> _EXERCISE GOAL_: When you reach the line with "let trimmed = input.trim();" in the data below, begin printing lines exactly, and stop once the line with "seed is requested." has been printed.

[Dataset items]
:::::

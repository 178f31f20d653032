use std::any::Any;
use std::sync::Arc;

use nalgebra::SVector;

use crate::error::{check_axis, Result, SplineError};
use crate::misc::FloatingPoint;
use crate::proximity::ProximityCache;
use crate::spline::compatibility::{check_addable, check_multipliable, downcast, ProductKind};
use crate::spline::conversion::{flatten_points, to_degrees, to_orders, to_param, to_points};
use crate::spline::rational::{project, rational_derivative, rationalize};
use crate::spline::{
    BasisSupport, SharedSpline, Spline, SplineBuffers, SplineFamily, SplineProperties,
};
use crate::split::Split;

use super::{split_tensor, Bezier};

/// Tensor-product rational Bezier spline on the unit box `[0, 1]^P`
///
/// Control points are kept in projected form next to their weights;
/// algebra runs on the homogeneous form (weighted points and the weight function) and projects back.
#[derive(Clone, Debug)]
pub struct RationalBezier<T: FloatingPoint, const P: usize, const D: usize> {
    bezier: Bezier<T, P, D>,
    weights: Vec<T>,
    proximity: ProximityCache,
}

impl<T: FloatingPoint, const P: usize, const D: usize> RationalBezier<T, P, D> {
    pub fn try_new(
        degrees: [usize; P],
        control_points: Vec<SVector<T, D>>,
        weights: Vec<T>,
    ) -> Result<Self> {
        let bezier = Bezier::try_new(degrees, control_points)?;
        if weights.len() != bezier.control_points().len() {
            return Err(SplineError::size_mismatch(
                "rational Bezier weights",
                bezier.control_points().len(),
                weights.len(),
            ));
        }
        if weights.iter().any(|w| !w.is_finite()) {
            return Err(SplineError::non_finite("rational Bezier weights"));
        }
        Ok(Self::new_unchecked(bezier, weights))
    }

    pub(crate) fn new_unchecked(bezier: Bezier<T, P, D>, weights: Vec<T>) -> Self {
        Self {
            bezier,
            weights,
            proximity: ProximityCache::default(),
        }
    }

    /// Project a homogeneous pair back to control points and weights.
    /// A vanishing weight is only accepted under a vanishing weighted point.
    pub fn try_from_homogeneous(
        numerator: Bezier<T, P, D>,
        denominator: Bezier<T, P, 1>,
    ) -> Result<Self> {
        let degrees: [usize; P] = std::array::from_fn(|axis| {
            numerator.degrees()[axis].max(denominator.degrees()[axis])
        });
        let numerator = numerator.elevated_to(&degrees);
        let denominator = denominator.elevated_to(&degrees);
        let weights: Vec<T> = denominator.control_points().iter().map(|w| w[0]).collect();
        let control_points = numerator
            .control_points()
            .iter()
            .zip(weights.iter())
            .map(|(a, w)| project(a, *w))
            .collect::<Result<Vec<_>>>()?;
        Ok(Self::new_unchecked(
            Bezier::new_unchecked(degrees, control_points),
            weights,
        ))
    }

    pub fn degrees(&self) -> &[usize; P] {
        self.bezier.degrees()
    }

    pub fn control_points(&self) -> &[SVector<T, D>] {
        self.bezier.control_points()
    }

    pub fn weights(&self) -> &[T] {
        &self.weights
    }

    /// Weighted control points `w_i c_i`
    pub fn weighted(&self) -> Bezier<T, P, D> {
        let control_points = self
            .control_points()
            .iter()
            .zip(self.weights.iter())
            .map(|(c, w)| c * *w)
            .collect();
        Bezier::new_unchecked(*self.degrees(), control_points)
    }

    /// The weight function as a scalar Bezier field
    pub fn weight_function(&self) -> Bezier<T, P, 1> {
        let weights = self
            .weights
            .iter()
            .map(|w| SVector::<T, 1>::new(*w))
            .collect();
        Bezier::new_unchecked(*self.degrees(), weights)
    }

    pub fn homogeneous(&self) -> (Bezier<T, P, D>, Bezier<T, P, 1>) {
        (self.weighted(), self.weight_function())
    }

    /// Rational basis values with the ids of the control points they belong to
    pub fn basis(&self, u: &[T; P]) -> Result<(Vec<T>, Vec<usize>)> {
        let (mut values, support) = self.bezier.basis(u, &[0; P]);
        rationalize(&mut values, &support, &self.weights)?;
        Ok((values, support))
    }

    pub fn point(&self, u: &[T; P]) -> Result<SVector<T, D>> {
        let (values, support) = self.basis(u)?;
        Ok(support
            .iter()
            .zip(values)
            .fold(SVector::zeros(), |acc, (id, r)| {
                acc + self.control_points()[*id] * r
            }))
    }

    pub fn point_derivative(&self, u: &[T; P], orders: &[usize; P]) -> Result<SVector<T, D>> {
        let (numerator, denominator) = self.homogeneous();
        rational_derivative(orders, |j| {
            (
                numerator.point_derivative(u, j),
                denominator.point_derivative(u, j)[0],
            )
        })
    }

    pub fn try_elevate_degree(&mut self, axis: usize) -> Result<()> {
        check_axis(axis, P)?;
        let (mut numerator, mut denominator) = self.homogeneous();
        numerator.try_elevate_degree(axis)?;
        denominator.try_elevate_degree(axis)?;
        *self = Self::try_from_homogeneous(numerator, denominator)?;
        Ok(())
    }

    /// Reduce the homogeneous form; both the weighted points and the weights must stay within `tolerance`
    pub fn try_reduce_degree(&mut self, axis: usize, tolerance: T) -> Result<bool> {
        check_axis(axis, P)?;
        let (mut numerator, mut denominator) = self.homogeneous();
        if !numerator.try_reduce_degree(axis, tolerance)?
            || !denominator.try_reduce_degree(axis, tolerance)?
        {
            return Ok(false);
        }
        *self = Self::try_from_homogeneous(numerator, denominator)?;
        Ok(true)
    }

    /// Derivative along `axis` by the quotient rule `(A' w - A w') / w^2`
    pub fn differentiate(&self, axis: usize) -> Result<Self> {
        let (numerator, denominator) = self.homogeneous();
        let d_numerator = numerator.differentiate(axis)?;
        let d_denominator = denominator.differentiate(axis)?;
        let lhs = d_numerator.scale_by(&denominator);
        let rhs = numerator
            .scale_by(&d_denominator)
            .map_control_points(|p| -p);
        Self::try_from_homogeneous(lhs.sum(&rhs), denominator.scale_by(&denominator))
    }

    pub fn scale_by(&self, field: &RationalBezier<T, P, 1>) -> Result<Self> {
        let (a, w) = self.homogeneous();
        let (b, v) = field.homogeneous();
        Self::try_from_homogeneous(a.scale_by(&b), w.scale_by(&v))
    }

    pub fn dot(&self, other: &Self) -> Result<RationalBezier<T, P, 1>> {
        let (a, w) = self.homogeneous();
        let (b, v) = other.homogeneous();
        RationalBezier::try_from_homogeneous(a.dot(&b), w.scale_by(&v))
    }

    /// Pointwise sum `(A v + B w) / (w v)`
    pub fn sum(&self, other: &Self) -> Result<Self> {
        let (a, w) = self.homogeneous();
        let (b, v) = other.homogeneous();
        Self::try_from_homogeneous(a.scale_by(&v).sum(&b.scale_by(&w)), w.scale_by(&v))
    }
}

impl<T: FloatingPoint, const P: usize, const D: usize> Split for RationalBezier<T, P, D> {
    type Parameter = T;

    fn try_split(&self, axis: usize, t: T) -> Result<(Self, Self)> {
        check_axis(axis, P)?;
        if !(t > T::zero() && t < T::one()) {
            return Err(SplineError::InvalidParameter(format!(
                "split location {t} must lie strictly inside (0, 1)"
            )));
        }
        let (numerator, denominator) = self.homogeneous();
        let shape = self.bezier.shape();
        let ((left, _), (right, _)) = split_tensor(numerator.control_points(), &shape, axis, t);
        let ((left_w, _), (right_w, _)) =
            split_tensor(denominator.control_points(), &shape, axis, t);
        let degrees = *self.degrees();
        Ok((
            Self::try_from_homogeneous(
                Bezier::new_unchecked(degrees, left),
                Bezier::new_unchecked(degrees, left_w),
            )?,
            Self::try_from_homogeneous(
                Bezier::new_unchecked(degrees, right),
                Bezier::new_unchecked(degrees, right_w),
            )?,
        ))
    }
}

impl<const P: usize, const D: usize> RationalBezier<f64, P, D> {
    pub fn try_from_buffers(buffers: &SplineBuffers<'_>) -> Result<Self> {
        buffers.expect_layout(SplineFamily::RationalBezier)?;
        Self::try_new(
            to_degrees(buffers.degrees)?,
            to_points(buffers.control_points)?,
            buffers.weights.unwrap_or_default().to_vec(),
        )
    }

    pub(crate) fn into_shared(self) -> SharedSpline {
        Arc::new(self)
    }
}

impl<const P: usize, const D: usize> Spline for RationalBezier<f64, P, D> {
    fn family(&self) -> SplineFamily {
        SplineFamily::RationalBezier
    }

    fn para_dim(&self) -> usize {
        P
    }

    fn dim(&self) -> usize {
        D
    }

    fn degrees(&self) -> Vec<usize> {
        self.degrees().to_vec()
    }

    fn number_of_control_points(&self) -> usize {
        self.weights.len()
    }

    fn current_properties(&self) -> SplineProperties {
        SplineProperties {
            family: SplineFamily::RationalBezier,
            para_dim: P,
            dim: D,
            degrees: self.degrees().to_vec(),
            knot_vectors: None,
            control_points: flatten_points(self.control_points()),
            weights: Some(self.weights.clone()),
        }
    }

    fn parametric_bounds(&self) -> Vec<f64> {
        [0.; P].into_iter().chain([1.; P]).collect()
    }

    fn evaluate(&self, para_coord: &[f64]) -> Result<Vec<f64>> {
        let u = to_param::<P>(para_coord)?;
        Ok(self.point(&u)?.as_slice().to_vec())
    }

    fn derivative(&self, para_coord: &[f64], orders: &[usize]) -> Result<Vec<f64>> {
        let u = to_param::<P>(para_coord)?;
        let orders = to_orders::<P>(orders)?;
        Ok(self.point_derivative(&u, &orders)?.as_slice().to_vec())
    }

    fn basis_and_support(&self, para_coord: &[f64]) -> Result<BasisSupport> {
        let u = to_param::<P>(para_coord)?;
        let (values, support) = self.basis(&u)?;
        Ok(BasisSupport { values, support })
    }

    fn elevate_degree(&mut self, axis: usize) -> Result<()> {
        self.try_elevate_degree(axis)
    }

    fn reduce_degree(&mut self, axis: usize, tolerance: f64) -> Result<bool> {
        let reduced = self.try_reduce_degree(axis, tolerance)?;
        log::debug!("rational Bezier degree reduction along axis {axis}: {reduced}");
        Ok(reduced)
    }

    fn multiply(&self, other: &dyn Spline) -> Result<SharedSpline> {
        match check_multipliable(self, other)? {
            ProductKind::Scalar => {
                let field =
                    downcast::<RationalBezier<f64, P, 1>>(other, "a rational Bezier scalar field")?;
                Ok(self.scale_by(field)?.into_shared())
            }
            ProductKind::Dot => {
                let other = downcast::<Self>(other, "a rational Bezier of equal dimensions")?;
                Ok(self.dot(other)?.into_shared())
            }
        }
    }

    fn add(&self, other: &dyn Spline) -> Result<SharedSpline> {
        check_addable(self, other)?;
        let other = downcast::<Self>(other, "a rational Bezier of equal dimensions")?;
        Ok(self.sum(other)?.into_shared())
    }

    fn compose(&self, inner: &dyn Spline) -> Result<SharedSpline> {
        let (numerator, denominator) = self.homogeneous();
        super::composition::compose_dyn(self, &numerator, Some(&denominator), inner)
    }

    fn split(&self, axis: usize, location: f64) -> Result<(SharedSpline, SharedSpline)> {
        let (left, right) = self.try_split(axis, location)?;
        Ok((left.into_shared(), right.into_shared()))
    }

    fn derivative_spline(&self, orders: &[usize]) -> Result<SharedSpline> {
        let orders = to_orders::<P>(orders)?;
        let mut derivative = self.clone();
        for (axis, order) in orders.iter().enumerate() {
            for _ in 0..*order {
                derivative = derivative.differentiate(axis)?;
            }
        }
        Ok(derivative.into_shared())
    }

    fn extract_bezier_patches(&self) -> Result<Vec<SharedSpline>> {
        Ok(vec![self.clone_shared()])
    }

    fn proximity_cache(&self) -> &ProximityCache {
        &self.proximity
    }

    fn as_any(&self) -> &dyn Any {
        self
    }

    fn clone_shared(&self) -> SharedSpline {
        self.clone().into_shared()
    }
}
/// Hyperparameters for nearest point queries.
#[derive(Clone, Debug, PartialEq)]
pub struct ProximityOptions {
    /// Number of samples per parametric axis of the seed grid.
    /// The grid is built on first access and kept for the lifetime of the spline.
    pub samples_per_axis: usize,
    /// Maximum number of iterations for the Newton method.
    pub max_iters: u64,
    /// Step length below which the Newton method is considered converged.
    pub step_tolerance: f64,
    /// Step size scale of the Newton method, in `(0, 1]`.
    pub gamma: f64,
}

impl Default for ProximityOptions {
    fn default() -> Self {
        Self {
            samples_per_axis: 16,
            max_iters: 32,
            step_tolerance: 1e-12,
            gamma: 1.,
        }
    }
}

impl ProximityOptions {
    pub fn with_samples_per_axis(mut self, samples_per_axis: usize) -> Self {
        self.samples_per_axis = samples_per_axis;
        self
    }

    pub fn with_max_iters(mut self, max_iters: u64) -> Self {
        self.max_iters = max_iters;
        self
    }

    pub fn with_step_tolerance(mut self, step_tolerance: f64) -> Self {
        self.step_tolerance = step_tolerance;
        self
    }

    pub fn with_gamma(mut self, gamma: f64) -> Self {
        self.gamma = gamma;
        self
    }
}
pub mod bezier_spline;
pub mod composition;
pub mod rational_bezier;

pub use bezier_spline::*;
pub use composition::*;
pub use rational_bezier::*;
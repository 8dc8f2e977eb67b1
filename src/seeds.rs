//! Seed handling for cave generation
//!
//! A seed may be typed as a number or as arbitrary text. Text seeds are hashed with a
//! fixed FNV-1a so a shared seed string reproduces the same cave on any machine.

use chrono::Utc;
use serde::{Deserialize, Serialize};

const FNV_OFFSET: u64 = 0xcbf2_9ce4_8422_2325;
const FNV_PRIME: u64 = 0x0000_0100_0000_01b3;

/// A user-facing generation seed.
#[derive(Clone, Debug, PartialEq, Eq, Hash, Serialize, Deserialize)]
#[serde(untagged)]
pub enum CaveSeed {
    Number(u64),
    Text(String),
}

impl CaveSeed {
    /// Parse a seed typed on the command line or in a config file.
    /// Plain digits become a numeric seed, anything else is kept as text.
    pub fn parse(input: &str) -> Self {
        let trimmed = input.trim();
        match trimmed.parse::<u64>() {
            Ok(n) => CaveSeed::Number(n),
            Err(_) => CaveSeed::Text(trimmed.to_string()),
        }
    }

    /// Seed sourced from the wall clock, used when a random seed is requested.
    pub fn from_clock() -> Self {
        CaveSeed::Text(Utc::now().format("%Y-%m-%dT%H:%M:%S%.f").to_string())
    }

    /// The 64-bit value fed to the RNG.
    pub fn value(&self) -> u64 {
        match self {
            CaveSeed::Number(n) => *n,
            CaveSeed::Text(s) => fnv1a(s.as_bytes()),
        }
    }
}

impl Default for CaveSeed {
    fn default() -> Self {
        CaveSeed::Number(0)
    }
}

impl From<u64> for CaveSeed {
    fn from(n: u64) -> Self {
        CaveSeed::Number(n)
    }
}

impl From<&str> for CaveSeed {
    fn from(s: &str) -> Self {
        CaveSeed::parse(s)
    }
}

impl std::fmt::Display for CaveSeed {
    fn fmt(&self, f: &mut std::fmt::Formatter<'_>) -> std::fmt::Result {
        match self {
            CaveSeed::Number(n) => write!(f, "{}", n),
            CaveSeed::Text(s) => write!(f, "\"{}\" (#{:016x})", s, self.value()),
        }
    }
}

/// Derive a sub-seed from a master seed and a label, e.g. one seed per batch entry.
pub fn derive_seed(master: u64, label: &str) -> u64 {
    let mut bytes = master.to_le_bytes().to_vec();
    bytes.extend_from_slice(label.as_bytes());
    fnv1a(&bytes)
}

fn fnv1a(bytes: &[u8]) -> u64 {
    bytes.iter().fold(FNV_OFFSET, |hash, &b| (hash ^ b as u64).wrapping_mul(FNV_PRIME))
}

#[cfg(test)]
mod tests {
    use super::*;

    #[test]
    fn test_parse_number_and_text() {
        assert_eq!(CaveSeed::parse("1234"), CaveSeed::Number(1234));
        assert_eq!(CaveSeed::parse(" 42 "), CaveSeed::Number(42));
        assert_eq!(CaveSeed::parse("mossy"), CaveSeed::Text("mossy".to_string()));
        assert_eq!(CaveSeed::parse("-5"), CaveSeed::Text("-5".to_string()));
    }

    #[test]
    fn test_text_hash_is_stable() {
        // FNV-1a reference values
        assert_eq!(fnv1a(b""), 0xcbf2_9ce4_8422_2325);
        assert_eq!(fnv1a(b"a"), 0xaf63_dc4c_8601_ec8c);
        assert_eq!(CaveSeed::parse("a").value(), 0xaf63_dc4c_8601_ec8c);
    }

    #[test]
    fn test_deterministic_derivation() {
        assert_eq!(derive_seed(7, "batch-0"), derive_seed(7, "batch-0"));
        assert_ne!(derive_seed(7, "batch-0"), derive_seed(7, "batch-1"));
        assert_ne!(derive_seed(7, "batch-0"), derive_seed(8, "batch-0"));
    }

    #[test]
    fn test_clock_seed_is_text() {
        assert!(matches!(CaveSeed::from_clock(), CaveSeed::Text(_)));
    }
}
//! Cellular-automaton cave grid
//!
//! Random fill, majority-rule smoothing and the solid border that wraps the
//! finished grid before meshing.

use rand::Rng;
use rand_chacha::ChaCha8Rng;
use serde::{Deserialize, Serialize};

use crate::params::SmoothingMode;
use crate::tilemap::{Tilemap, MOORE_OFFSETS};

/// A cell of the cave grid.
#[derive(Clone, Copy, Debug, Default, PartialEq, Eq, Hash, Serialize, Deserialize)]
pub enum Tile {
    #[default]
    Open,
    Wall,
}

impl Tile {
    pub fn is_wall(self) -> bool {
        self == Tile::Wall
    }

    pub fn flipped(self) -> Self {
        match self {
            Tile::Open => Tile::Wall,
            Tile::Wall => Tile::Open,
        }
    }
}

pub type CaveGrid = Tilemap<Tile>;

/// Neighbour walls above which a cell becomes wall.
const WALL_NEIGHBOR_THRESHOLD: usize = 4;

/// Fill a fresh grid: the perimeter is always wall, interior cells are wall with
/// probability `fill_percent / 100`. The RNG is advanced x-outer / y-inner, one draw
/// per interior cell, so a seed always reproduces the same grid.
pub fn random_fill(width: usize, height: usize, fill_percent: u32, rng: &mut ChaCha8Rng) -> CaveGrid {
    let mut grid = CaveGrid::new(width, height);

    for x in 0..width {
        for y in 0..height {
            let tile = if grid.is_perimeter(x, y) {
                Tile::Wall
            } else if rng.gen_range(0..100u32) < fill_percent {
                Tile::Wall
            } else {
                Tile::Open
            };
            grid.set(x, y, tile);
        }
    }

    grid
}

/// Count walls among the 8 neighbours; cells outside the grid count as wall.
pub fn surrounding_wall_count(grid: &CaveGrid, x: usize, y: usize) -> usize {
    MOORE_OFFSETS
        .iter()
        .filter(|&&(dx, dy)| {
            grid.get_signed(x as i32 + dx, y as i32 + dy)
                .map_or(true, |t| t.is_wall())
        })
        .count()
}

/// Run `iterations` smoothing passes over the grid.
pub fn smooth(grid: &mut CaveGrid, iterations: usize, mode: SmoothingMode) {
    for _ in 0..iterations {
        match mode {
            SmoothingMode::InPlace => smooth_pass_in_place(grid),
            SmoothingMode::DoubleBuffered => smooth_pass_buffered(grid),
        }
    }
}

fn smoothed_tile(wall_neighbors: usize) -> Tile {
    if wall_neighbors > WALL_NEIGHBOR_THRESHOLD { Tile::Wall } else { Tile::Open }
}

// Reads the grid it is writing, so a cell's count may include neighbours already
// updated earlier in the same pass.
fn smooth_pass_in_place(grid: &mut CaveGrid) {
    for x in 0..grid.width {
        for y in 0..grid.height {
            let count = surrounding_wall_count(grid, x, y);
            grid.set(x, y, smoothed_tile(count));
        }
    }
}

fn smooth_pass_buffered(grid: &mut CaveGrid) {
    let previous = grid.clone();
    for x in 0..grid.width {
        for y in 0..grid.height {
            let count = surrounding_wall_count(&previous, x, y);
            grid.set(x, y, smoothed_tile(count));
        }
    }
}

/// Pad the grid with a solid ring `border_size` cells wide on every side.
pub fn add_border(grid: &CaveGrid, border_size: usize) -> CaveGrid {
    let width = grid.width + border_size * 2;
    let height = grid.height + border_size * 2;
    let mut bordered = CaveGrid::new_with(width, height, Tile::Wall);

    for (x, y, &tile) in grid.iter() {
        bordered.set(x + border_size, y + border_size, tile);
    }

    bordered
}

/// Count cells of each kind: (open, wall).
pub fn tile_counts(grid: &CaveGrid) -> (usize, usize) {
    let walls = grid.iter().filter(|(_, _, t)| t.is_wall()).count();
    (grid.len() - walls, walls)
}

/// Render the grid as text rows, top row first (`#` wall, `.` open).
pub fn to_ascii(grid: &CaveGrid) -> String {
    let mut out = String::with_capacity((grid.width + 1) * grid.height);
    for y in (0..grid.height).rev() {
        for x in 0..grid.width {
            out.push(if grid.get(x, y).is_wall() { '#' } else { '.' });
        }
        out.push('\n');
    }
    out
}

/// Parse rows produced by [`to_ascii`] (top row first). Rows must share one length.
pub fn from_ascii(text: &str) -> CaveGrid {
    let rows: Vec<&str> = text.lines().map(str::trim).filter(|l| !l.is_empty()).collect();
    let height = rows.len();
    let width = rows.first().map_or(0, |r| r.chars().count());
    let mut grid = CaveGrid::new(width, height);
    for (row, line) in rows.iter().enumerate() {
        let y = height - 1 - row;
        for (x, c) in line.chars().enumerate().take(width) {
            grid.set(x, y, if c == '#' { Tile::Wall } else { Tile::Open });
        }
    }
    grid
}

:::::

> _OUTPUT BELOW_:
        let trimmed = input.trim();
        match trimmed.parse::<u64>() {
            Ok(n) => CaveSeed::Number(n),
            Err(_) => CaveSeed::Text(trimmed.to_string()),
        }
    }

    /// Seed sourced from the wall clock, used when a random seed is requested.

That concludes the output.